I'm often asked to help you talk about SEO related data analysis How to do, and even expect a few hours of crash. However, this area covers too much, it is impossible to words to do, also do not know where to simply summarize.
SEO is a very immature industry, can refer to the information is very limited, most things have to be groped through the data, and groping process, often can expose the past intuition did not realize the truth. So the data is sometimes very cruel to SEO, often a simple data can deny a group of people years of hard work.
Take the most common example, SEO flow is how to make up? Most people think that is propped up by popular keywords, or think it is a lot of hot keyword propped up, so that the top words of the ranking up traffic will certainly rise, but not. For most of the larger site, the vast majority of SEO traffic by Baidu Index can not see the extremely long tail of the word brought. So even with the strength to do the ranking of hot words, their contribution to the flow is still very limited.
Some people may think it's incredible because they've never seen such data. But this data is only through the analysis of the site's original log to come to the conclusion, and Google Analytics such a very low sampling rate of the statistical system can not see such data. Even if you can skillfully use GA seo is very few, so the truth of SEO traffic is almost never seen.
So, sometimes listen to people say "SEO has died", and I often say "SEO has not lived", is not exaggerated.
How to start learning data analysis
The ultimate goal of SEO is to generate revenue for the site, so the core indicators have two: transformation, traffic.

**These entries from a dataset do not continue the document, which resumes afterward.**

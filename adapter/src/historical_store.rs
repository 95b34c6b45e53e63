use ble_common::{RawAddress, Uuid};
use std::collections::HashMap;
use std::sync::Mutex;

#[derive(Debug, Clone, PartialEq, Eq)]
pub struct HistoricalRecord {
    pub addr: RawAddress,
    pub char_uuid: Uuid,
    pub value: Vec<u8>,
    pub timestamp_ms: u64,
}

/// Iterates a (possibly large) historical record set without materialising
/// it as one `Vec`, so a UI can page through years of logged characteristic
/// values.
pub trait Cursor {
    fn move_next(&mut self) -> bool;
    fn value(&self) -> Option<&HistoricalRecord>;
    fn close(&mut self);
}

/// Capability trait for durable storage of per-characteristic value history.
/// A real implementation would back this with sqlite or similar; the core
/// only ever talks to this narrow interface.
pub trait HistoricalStore: Send + Sync {
    fn append(&self, record: HistoricalRecord);
    fn bulk_add(&self, records: &mut dyn Iterator<Item = HistoricalRecord>);
    fn cursor(&self, addr: RawAddress, char_uuid: Uuid) -> Box<dyn Cursor + '_>;
}

#[derive(Default)]
pub struct MemoryHistoricalStore {
    records: Mutex<Vec<HistoricalRecord>>,
}

impl MemoryHistoricalStore {
    pub fn new() -> Self {
        Self::default()
    }
}

impl HistoricalStore for MemoryHistoricalStore {
    fn append(&self, record: HistoricalRecord) {
        self.records.lock().unwrap().push(record);
    }

    fn bulk_add(&self, records: &mut dyn Iterator<Item = HistoricalRecord>) {
        let mut guard = self.records.lock().unwrap();
        guard.extend(records);
    }

    fn cursor(&self, addr: RawAddress, char_uuid: Uuid) -> Box<dyn Cursor + '_> {
        let matching: Vec<HistoricalRecord> = self
            .records
            .lock()
            .unwrap()
            .iter()
            .filter(|r| r.addr == addr && r.char_uuid == char_uuid)
            .cloned()
            .collect();
        Box::new(MemoryCursor { items: matching, pos: None })
    }
}

struct MemoryCursor {
    items: Vec<HistoricalRecord>,
    pos: Option<usize>,
}

impl Cursor for MemoryCursor {
    fn move_next(&mut self) -> bool {
        let next = match self.pos {
            None => 0,
            Some(p) => p + 1,
        };
        if next >= self.items.len() {
            return false;
        }
        self.pos = Some(next);
        true
    }

    fn value(&self) -> Option<&HistoricalRecord> {
        self.pos.and_then(|p| self.items.get(p))
    }

    fn close(&mut self) {
        self.items.clear();
        self.pos = None;
    }
}

#[derive(Debug, Clone, Copy, PartialEq, Eq)]
pub enum ChangeIntent {
    Intentional,
    Unintentional,
    Null,
}

#[derive(Debug, Clone, Default)]
pub struct PersistedEntry {
    pub last_disconnect_intent: Option<ChangeIntent>,
    pub override_name: Option<String>,
    pub historical_data_table_name: Option<String>,
}

/// Capability trait for the small amount of per-device state the core
/// expects to survive process restarts.
pub trait PersistedDeviceState: Send + Sync {
    fn get(&self, addr: RawAddress) -> PersistedEntry;
    fn set_last_disconnect_intent(&self, addr: RawAddress, intent: ChangeIntent);
    fn set_override_name(&self, addr: RawAddress, name: String);
}

#[derive(Default)]
pub struct MemoryPersistedState {
    entries: Mutex<HashMap<RawAddress, PersistedEntry>>,
}

impl MemoryPersistedState {
    pub fn new() -> Self {
        Self::default()
    }
}

impl PersistedDeviceState for MemoryPersistedState {
    fn get(&self, addr: RawAddress) -> PersistedEntry {
        self.entries.lock().unwrap().get(&addr).cloned().unwrap_or_default()
    }

    fn set_last_disconnect_intent(&self, addr: RawAddress, intent: ChangeIntent) {
        self.entries.lock().unwrap().entry(addr).or_default().last_disconnect_intent = Some(intent);
    }

    fn set_override_name(&self, addr: RawAddress, name: String) {
        self.entries.lock().unwrap().entry(addr).or_default().override_name = Some(name);
    }
}

#[cfg(test)]
mod tests {
    use super::*;

    fn addr(n: u8) -> RawAddress {
        RawAddress::from_bytes(&[0, 0, 0, 0, 0, n]).unwrap()
    }

    #[test]
    fn cursor_iterates_matching_records_only() {
        let store = MemoryHistoricalStore::new();
        let uuid = Uuid::from_string("1800").unwrap();
        let other_uuid = Uuid::from_string("1801").unwrap();
        store.append(HistoricalRecord { addr: addr(1), char_uuid: uuid, value: vec![1], timestamp_ms: 1 });
        store.append(HistoricalRecord { addr: addr(1), char_uuid: other_uuid, value: vec![2], timestamp_ms: 2 });
        store.append(HistoricalRecord { addr: addr(1), char_uuid: uuid, value: vec![3], timestamp_ms: 3 });

        let mut cursor = store.cursor(addr(1), uuid);
        let mut seen = vec![];
        while cursor.move_next() {
            seen.push(cursor.value().unwrap().value.clone());
        }
        assert_eq!(seen, vec![vec![1], vec![3]]);
    }

    #[test]
    fn persisted_state_round_trips_disconnect_intent() {
        let state = MemoryPersistedState::new();
        state.set_last_disconnect_intent(addr(2), ChangeIntent::Intentional);
        assert_eq!(state.get(addr(2)).last_disconnect_intent, Some(ChangeIntent::Intentional));
    }
}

For example, traffic can be subdivided: traffic = indexed * ranked * click Rate * Search Volume
Included can be subdivided: included = Crawl quantity * Page quality
In the case of grabbing, its bottleneck may be the top of the crawl time, the total number of crawls may be capped, and the total page may be capped. There are different ways of dealing with various situations, and different data indexes should be added.
Through such a division, the final data indicators (transformation, flow) can be subdivided into several Baisi data indicators, these data indicators are useful, because their numerical changes will eventually affect the transformation or flow.

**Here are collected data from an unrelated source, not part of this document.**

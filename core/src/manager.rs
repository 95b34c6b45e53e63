use crate::config::Config;
use crate::crash_resolver::CrashResolver;
use crate::device::{Device, DeviceState};
use crate::events::{
    BondEvent, ChangeIntent, ConnectFailEvent, CoreEvent, DiscoveryEvent, DiscoveryLifecycle, NotificationEvent,
    ReadWriteEvent, ReadWriteKind, StateChangeEvent,
};
use crate::listener::Dispatcher;
use crate::queue::TaskQueue;
use crate::reconnect::{self, ReconnectDecision};
use crate::task::{Task, TaskId, TaskKind, TaskState};
use crate::transaction::{Transaction, TransactionKind};
use ble_adapter::{AttributeTarget, BleStack, ChangeIntent as PersistedChangeIntent, HistoricalStore, PersistedDeviceState, StackEvent, WriteType};
use ble_common::{GattError, RawAddress};
use itertools::Itertools;
use std::collections::{HashMap, HashSet};
use std::sync::Arc;
use std::time::Instant;

/// The coordinator: owns the task queue, every known device, the adapter,
/// and global configuration. All mutation happens through `&mut self`
/// methods called from the single update worker (see `run` in this crate's
/// top-level docs) — there is no internal locking, by design.
pub struct Manager {
    pub config: Config,
    stack: Arc<dyn BleStack>,
    devices: HashMap<RawAddress, Device>,
    queue: TaskQueue,
    ble_on: bool,
    dispatcher: Dispatcher,
    transactions: HashMap<RawAddress, Transaction>,
    transaction_task: HashMap<RawAddress, TaskId>,
    configured_auth: HashMap<RawAddress, Vec<TaskKind>>,
    configured_init: HashMap<RawAddress, Vec<TaskKind>>,
    crash_resolver: CrashResolver,
    crash_resolver_task: Option<TaskId>,
    persisted: Arc<dyn PersistedDeviceState>,
    historical: Arc<dyn HistoricalStore>,
    forced_reads: HashSet<TaskId>,
}
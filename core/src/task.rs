use ble_adapter::{AttributeTarget, Phy, WriteType};
use ble_common::RawAddress;
use std::time::{Duration, Instant};

#[derive(Debug, Clone, Copy, PartialEq, Eq, PartialOrd, Ord)]
pub enum Priority {
    Trivial,
    Low,
    Medium,
    High,
    ForExplicitBondingOnly,
    Critical,
}

#[derive(Debug, Clone, Copy, PartialEq, Eq)]
pub enum TaskState {
    Queued,
    Armed,
    Executing,
    Succeeded,
    Failed,
    TimedOut,
    Cancelled,
    SoftlyCancelled,
    NoOp,
    Redundant,
    Interrupted,
}

impl TaskState {
    pub fn is_terminal(&self) -> bool {
        !matches!(self, TaskState::Queued | TaskState::Armed | TaskState::Executing)
    }
}

/// What a task actually asks the native stack to do. Kept data-only so a
/// `Task` never holds a strong reference back into the device table or the
/// adapter; the manager interprets the kind when it's time to execute.
#[derive(Debug, Clone)]
pub enum TaskKind {
    TurnBleOn,
    TurnBleOff,
    Scan,
    Connect { auto_connect: bool },
    Disconnect,
    DiscoverServices,
    Bond,
    Unbond,
    Read { target: AttributeTarget },
    Write { target: AttributeTarget, value: Vec<u8>, write_type: WriteType },
    ReadDescriptor { target: AttributeTarget },
    WriteDescriptor { target: AttributeTarget, value: Vec<u8> },
    SetNotify { target: AttributeTarget, enable: bool },
    ReadRssi,
    SetMtu { mtu: u16 },
    SetConnectionPriority { priority: u32 },
    SetPhy { tx: Phy, rx: Phy },
    ReadPhy,
    ReliableWriteBegin,
    ReliableWriteExecute,
    ReliableWriteAbort,
    CrashResolver,
}

pub type TaskId = u64;

#[derive(Debug, Clone)]
pub struct Task {
    pub id: TaskId,
    pub kind: TaskKind,
    pub priority: Priority,
    pub device: Option<RawAddress>,
    pub state: TaskState,
    pub retry_budget: u32,
    pub seq: u64,
    pub deadline: Option<Instant>,
    pub started_at: Option<Instant>,
}

impl Task {
    pub fn new(id: TaskId, seq: u64, kind: TaskKind, device: Option<RawAddress>) -> Self {
        let priority = Self::default_priority(&kind);
        Task {
            id,
            priority,
            device,
            state: TaskState::Queued,
            retry_budget: Self::default_retry_budget(&kind),
            seq,
            deadline: None,
            started_at: None,
            kind,
        }
    }

    fn default_priority(kind: &TaskKind) -> Priority {
        match kind {
            TaskKind::CrashResolver => Priority::Critical,
            TaskKind::Disconnect | TaskKind::TurnBleOff => Priority::Critical,
            TaskKind::Bond => Priority::ForExplicitBondingOnly,
            TaskKind::Connect { .. } | TaskKind::DiscoverServices => Priority::High,
            TaskKind::Read { .. } | TaskKind::Write { .. } | TaskKind::SetNotify { .. } => Priority::Medium,
            TaskKind::ReadRssi => Priority::Low,
            TaskKind::Scan => Priority::Low,
            TaskKind::TurnBleOn => Priority::High,
            _ => Priority::Medium,
        }
    }

    fn default_retry_budget(kind: &TaskKind) -> u32 {
        match kind {
            TaskKind::Connect { .. } => 1,
            TaskKind::Read { .. } | TaskKind::Write { .. } => 1,
            _ => 0,
        }
    }

    pub fn get_timeout(&self) -> Duration {
        match &self.kind {
            TaskKind::Connect { .. } => Duration::from_secs(12),
            TaskKind::DiscoverServices => Duration::from_secs(10),
            TaskKind::Bond | TaskKind::Unbond => Duration::from_secs(20),
            TaskKind::Read { .. } | TaskKind::ReadDescriptor { .. } => Duration::from_secs(5),
            TaskKind::Write { .. } | TaskKind::WriteDescriptor { .. } => Duration::from_secs(5),
            TaskKind::SetNotify { .. } => Duration::from_secs(5),
            TaskKind::ReadRssi => Duration::from_secs(3),
            TaskKind::SetMtu { .. } | TaskKind::SetConnectionPriority { .. } | TaskKind::SetPhy { .. } | TaskKind::ReadPhy => {
                Duration::from_secs(5)
            }
            TaskKind::ReliableWriteBegin | TaskKind::ReliableWriteExecute | TaskKind::ReliableWriteAbort => {
                Duration::from_secs(10)
            }
            TaskKind::CrashResolver => Duration::from_secs(5),
            TaskKind::Disconnect | TaskKind::TurnBleOn | TaskKind::TurnBleOff | TaskKind::Scan => Duration::from_secs(10),
        }
    }

    pub fn requires_ble_on(&self) -> bool {
        !matches!(self.kind, TaskKind::TurnBleOn)
    }

    pub fn requires_connection(&self) -> bool {
        matches!(
            self.kind,
            TaskKind::DiscoverServices
                | TaskKind::Read { .. }
                | TaskKind::Write { .. }
                | TaskKind::ReadDescriptor { .. }
                | TaskKind::WriteDescriptor { .. }
                | TaskKind::SetNotify { .. }
                | TaskKind::ReadRssi
                | TaskKind::SetMtu { .. }
                | TaskKind::SetConnectionPriority { .. }
                | TaskKind::SetPhy { .. }
                | TaskKind::ReadPhy
                | TaskKind::ReliableWriteBegin
                | TaskKind::ReliableWriteExecute
                | TaskKind::ReliableWriteAbort
        )
    }

    /// Whether `self`, while queued, should be cancelled because `incoming`
    /// was just submitted for the same device. Mirrors the house rule that
    /// an explicit intent supersedes a stale implicit one.
    pub fn is_cancellable_by(&self, incoming: &Task) -> bool {
        if self.device != incoming.device {
            return false;
        }
        match (&self.kind, &incoming.kind) {
            (TaskKind::Disconnect, TaskKind::Connect { .. }) => true,
            (TaskKind::Connect { .. }, TaskKind::Disconnect) => true,
            (TaskKind::Read { .. }, TaskKind::Disconnect) => true,
            (TaskKind::Write { .. }, TaskKind::Disconnect) => true,
            (TaskKind::SetNotify { .. }, TaskKind::Disconnect) => true,
            (TaskKind::ReadRssi, TaskKind::Disconnect) => true,
            (_, TaskKind::TurnBleOff) if !matches!(self.kind, TaskKind::CrashResolver) => true,
            _ => false,
        }
    }

    /// Whether `self`, while EXECUTING, should be interrupted in favour of
    /// `incoming`.
    pub fn is_interruptible_by(&self, incoming: &Task) -> bool {
        if incoming.priority <= self.priority {
            return false;
        }
        !matches!(self.kind, TaskKind::CrashResolver)
    }
}

#[cfg(test)]
mod tests {
    use super::*;

    fn addr() -> RawAddress {
        RawAddress::from_bytes(&[0, 0, 0, 0, 0, 1]).unwrap()
    }

    #[test]
    fn priority_orders_critical_above_medium() {
        assert!(Priority::Critical > Priority::Medium);
        assert!(Priority::ForExplicitBondingOnly > Priority::High);
    }

    #[test]
    fn connect_cancels_queued_disconnect_for_same_device() {
        let disconnect = Task::new(1, 1, TaskKind::Disconnect, Some(addr()));
        let connect = Task::new(2, 2, TaskKind::Connect { auto_connect: false }, Some(addr()));
        assert!(disconnect.is_cancellable_by(&connect));
    }

    #[test]
    fn disconnect_is_not_cancellable_by_lower_priority_read() {
        let disconnect = Task::new(1, 1, TaskKind::Disconnect, Some(addr()));
        let read = Task::new(
            2,
            2,
            TaskKind::Read { target: AttributeTarget { service_uuid: None, char_uuid: ble_common::Uuid::empty(), descriptor_uuid: None } },
            Some(addr()),
        );
        assert!(!disconnect.is_cancellable_by(&read));
    }

    #[test]
    fn high_priority_disconnect_interrupts_executing_read() {
        let read = Task::new(
            1,
            1,
            TaskKind::Read { target: AttributeTarget { service_uuid: None, char_uuid: ble_common::Uuid::empty(), descriptor_uuid: None } },
            Some(addr()),
        );
        let disconnect = Task::new(2, 2, TaskKind::Disconnect, Some(addr()));
        assert!(read.is_interruptible_by(&disconnect));
    }

    #[test]
    fn crash_resolver_is_never_interrupted() {
        let resolver = Task::new(1, 1, TaskKind::CrashResolver, None);
        let disconnect = Task::new(2, 2, TaskKind::Disconnect, Some(addr()));
        assert!(!resolver.is_interruptible_by(&disconnect));
    }
}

(There is a popular SEO books, spent a lot of space to write a website analysis and operation of the example, but the last site SEO traffic is very low, did not see much effect. Because although there is a lot of "analysis", but more is in the view of meaningless data. )
When a major data indicator fluctuates (the most common is the total flow change), it is necessary to analyze the specific causes by subdividing the data, followed by two examples of the approximate ideas and steps.
The facets involved are very wide-
First of all to understand the basic principles of search engines, which can know in what circumstances what data indicators are relevant;
After the need for a variety of technology entry-level knowledge, because the various types of data acquisition methods are different, some need to collect, some needs to extract from the log, some from the Data Warehouse export, some from the API, etc., need to learn the direction of the same;
Data alone is just a number and needs to be analyzed to make it worthwhile. Temporary analysis of the general use of Excel, monitoring class analysis needs to do their own to output a chart of the report system.
It will take at least a half a year to learn, but not difficult, nothing to fear. As learning 1+1 will feel 9*9 is difficult, but after learning to look back, then nothing.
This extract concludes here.